Traceback (most recent call last):
  File "/root/TensorRT-LLM/examples/gpt/build.py", line 810, in <module>
    run_build()
  File "/root/TensorRT-LLM/examples/gpt/build.py", line 802, in run_build
    build(0, args)
  File "/root/TensorRT-LLM/examples/gpt/build.py", line 747, in build
    engine = build_rank_engine(builder, builder_config, engine_name,
  File "/root/TensorRT-LLM/examples/gpt/build.py", line 590, in build_rank_engine
    load_from_ft(tensorrt_llm_gpt,
  File "/root/TensorRT-LLM/examples/gpt/weight.py", line 239, in load_from_ft
    tensorrt_llm_gpt.position_embedding.weight.value = (pe)
  File "/usr/local/lib/python3.10/dist-packages/tensorrt_llm/module.py", line 51, in __getattr__
    raise AttributeError("'{}' object has no attribute '{}'".format(
AttributeError: 'GPTLMHeadModel' object has no attribute 'position_embedding'
nv-guomingz commented 9 months ago

I tried main branch with your above steps and the engine could be built succesfully.

Could you please check /root/TensorRT-LLM/tensorrt_llm/models/gpt/model.py line 221 ?

I suppose you're using main branch code.

r3sist-uniq commented 9 months ago

I tried this too, and the same error. Where are running this from? Do you run this from inside the repository?

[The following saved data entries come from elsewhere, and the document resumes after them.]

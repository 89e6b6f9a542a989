//! Database configuration

use serde::Deserialize;
use sqlx::postgres::PgPoolOptions;
use std::time::Duration;

use super::error::ValidationError;

/// Database configuration
#[derive(Debug, Clone, Deserialize)]
pub struct DatabaseConfig {
    /// PostgreSQL connection URL
    pub url: String,

    #[serde(default = "default_min_connections")]
    pub min_connections: u32,

    #[serde(default = "default_max_connections")]
    pub max_connections: u32,

    /// Connection acquire timeout in seconds
    #[serde(default = "default_acquire_timeout")]
    pub acquire_timeout_secs: u64,

    /// Idle connection timeout in seconds
    #[serde(default = "default_idle_timeout")]
    pub idle_timeout_secs: u64,

    /// Apply embedded migrations before serving or running a job
    #[serde(default = "default_run_migrations")]
    pub run_migrations: bool,
}

impl DatabaseConfig {
    pub fn acquire_timeout(&self) -> Duration {
        Duration::from_secs(self.acquire_timeout_secs)
    }

    pub fn idle_timeout(&self) -> Duration {
        Duration::from_secs(self.idle_timeout_secs)
    }

    /// Pool options derived from this configuration.
    pub fn pool_options(&self) -> PgPoolOptions {
        PgPoolOptions::new()
            .min_connections(self.min_connections)
            .max_connections(self.max_connections)
            .acquire_timeout(self.acquire_timeout())
            .idle_timeout(Some(self.idle_timeout()))
    }

    /// Validate database configuration
    pub fn validate(&self) -> Result<(), ValidationError> {
        if self.url.is_empty() {
            return Err(ValidationError::MissingRequired("DATABASE__URL"));
        }
        if !self.url.starts_with("postgres://") && !self.url.starts_with("postgresql://") {
            return Err(ValidationError::InvalidDatabaseUrl);
        }
        if self.max_connections == 0 || self.min_connections > self.max_connections {
            return Err(ValidationError::InvalidPoolSize);
        }
        if self.max_connections > 100 {
            return Err(ValidationError::PoolSizeTooLarge);
        }
        Ok(())
    }
}

impl Default for DatabaseConfig {
    fn default() -> Self {
        Self {
            url: String::new(),
            min_connections: default_min_connections(),
            max_connections: default_max_connections(),
            acquire_timeout_secs: default_acquire_timeout(),
            idle_timeout_secs: default_idle_timeout(),
            run_migrations: default_run_migrations(),
        }
    }
}

fn default_min_connections() -> u32 {
    1
}

fn default_max_connections() -> u32 {
    10
}

fn default_acquire_timeout() -> u64 {
    5
}

fn default_idle_timeout() -> u64 {
    600
}

fn default_run_migrations() -> bool {
    true
}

I installed tensorRT-LLM using linux installation commands:

# Install dependencies, TensorRT-LLM requires Python 3.10
apt-get update && apt-get -y install python3.10 python3-pip openmpi-bin libopenmpi-dev
# Install the latest version of TensorRT-LLM
pip3 install tensorrt_llm -U --extra-index-url https://pypi.nvidia.com
# Check installation
python3 -c "import tensorrt_llm; print(tensorrt_llm.__version__)"
SehajDxstiny commented 9 months ago

I tried again, doesn't work. line at 221:

if position_embedding_type == PositionEmbeddingType.learned_absolute:
            self.position_embedding = Embedding(max_position_embeddings,
                                                hidden_size,
                                                dtype=dtype)

edit: any thought? @nv-guomingz

nv-guomingz commented 9 months ago

I tried again, doesn't work. line at 221:

if position_embedding_type == PositionEmbeddingType.learned_absolute:
            self.position_embedding = Embedding(max_position_embeddings,
                                                hidden_size,
                                                dtype=dtype)

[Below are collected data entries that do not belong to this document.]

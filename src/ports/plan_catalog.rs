//! Plan catalog port (read-only).
//!
//! Implementations validate every stored row into a [`Plan`]; a row that
//! fails validation surfaces as `InvalidPlanConfiguration` rather than being
//! silently skipped.

use async_trait::async_trait;

use crate::domain::catalog::{Plan, PlanKind};
use crate::domain::foundation::{DomainError, PlanId};

/// Read-only lookup of catalog plans.
#[async_trait]
pub trait PlanCatalog: Send + Sync {
    /// Find a plan by id, whether or not it is still on sale.
    async fn find_by_id(&self, id: &PlanId) -> Result<Option<Plan>, DomainError>;

    /// Find a plan by canonical name (trimmed, lower case).
    async fn find_by_name(&self, name: &str) -> Result<Option<Plan>, DomainError>;

    /// Plans on sale, optionally of one kind, ordered by display rank then name.
    ///
    /// # Errors
    ///
    /// - `InvalidPlanConfiguration` if a stored plan fails validation
    /// - `DatabaseError` on storage failure
    async fn list_available(&self, kind: Option<PlanKind>) -> Result<Vec<Plan>, DomainError>;
}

edit: any thought? @nv-guomingz

Did u run the gpt example on docker built with doc instructions?

Since I can't reproduce your issue locally, I suggest you add debug code to check tensorrt_llm_gpt has position_embedding or not

SehajDxstiny commented 9 months ago

@nv-guomingz this is how installed TensorRT-LLM (as given in installation guide for linux in the repo):

# Install dependencies, TensorRT-LLM requires Python 3.10
apt-get update && apt-get -y install python3.10 python3-pip openmpi-bin libopenmpi-dev
# Install the latest version of TensorRT-LLM
pip3 install tensorrt_llm -U --extra-index-url https://pypi.nvidia.com
# Check installation
python3 -c "import tensorrt_llm; print(tensorrt_llm.__version__)"
saramal commented 9 months ago

@nv-guomingz this is how installed TensorRT-LLM (as given in installation guide for linux in the repo):

# Install dependencies, TensorRT-LLM requires Python 3.10
apt-get update && apt-get -y install python3.10 python3-pip openmpi-bin libopenmpi-dev
# Install the latest version of TensorRT-LLM
pip3 install tensorrt_llm -U --extra-index-url https://pypi.nvidia.com
# Check installation
python3 -c "import tensorrt_llm; print(tensorrt_llm.__version__)"

@SehajDxstiny Your installation command will install version 0.7.1, which differs from the main branch. You should try using the examples/gpt files in the 0.7.1 branch.

In my case, the issue was resolved by replacing only four files: weight.py, build.py in ~/examples/gpt, and run.py, utils.py in ~/examples. If the issue persists, I believe replacing all your example code with version 0.7.1 should resolve the problem.